EXERCISE BRIEF: Output all records precisely as written.
---*---
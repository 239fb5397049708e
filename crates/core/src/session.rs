//! Authenticated sessions and the role gate.

use crate::account::{AccountView, Role};
use crate::{AccountError, AccountId, AccountResult};

/// Roles allowed to change the medical history.
pub const MEDICAL_HISTORY_ROLES: &[Role] = &[Role::Patient];

/// The caller of a request, resolved from a bearer token.
///
/// Holds the password-stripped view of the account as it was when the token was checked.
#[derive(Clone, Debug)]
pub struct Session {
    account: AccountView,
}

impl Session {
    pub fn new(account: AccountView) -> Self {
        Self { account }
    }

    pub fn id(&self) -> &AccountId {
        &self.account.id
    }

    pub fn role(&self) -> Role {
        self.account.role
    }

    pub fn account(&self) -> &AccountView {
        &self.account
    }

    pub fn into_account(self) -> AccountView {
        self.account
    }
}

/// Permits the session iff its role is in `allowed`.
pub fn require_role(session: &Session, allowed: &[Role]) -> AccountResult<()> {
    if allowed.contains(&session.role()) {
        Ok(())
    } else {
        Err(AccountError::Forbidden {
            role: session.role(),
        })
    }
}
---*---
RESULT:
repository 239fb5397049708e
filename crates/core/src/session.rs
//! Authenticated sessions and the role gate.

use crate::account::{AccountView, Role};
use crate::{AccountError, AccountId, AccountResult};

/// Roles allowed to change the medical history.
pub const MEDICAL_HISTORY_ROLES: &[Role] = &[Role::Patient];

/// The caller of a request, resolved from a bearer token.
///
/// Holds the password-stripped view of the account as it was when the token was checked.
#[derive(Clone, Debug)]
pub struct Session {
    account: AccountView,
}

impl Session {
    pub fn new(account: AccountView) -> Self {
        Self { account }
    }

    pub fn id(&self) -> &AccountId {
        &self.account.id
    }

    pub fn role(&self) -> Role {
        self.account.role
    }

    pub fn account(&self) -> &AccountView {
        &self.account
    }

    pub fn into_account(self) -> AccountView {
        self.account
    }
}

/// Permits the session iff its role is in `allowed`.
pub fn require_role(session: &Session, allowed: &[Role]) -> AccountResult<()> {
    if allowed.contains(&session.role()) {
        Ok(())
    } else {
        Err(AccountError::Forbidden {
            role: session.role(),
        })
    }
}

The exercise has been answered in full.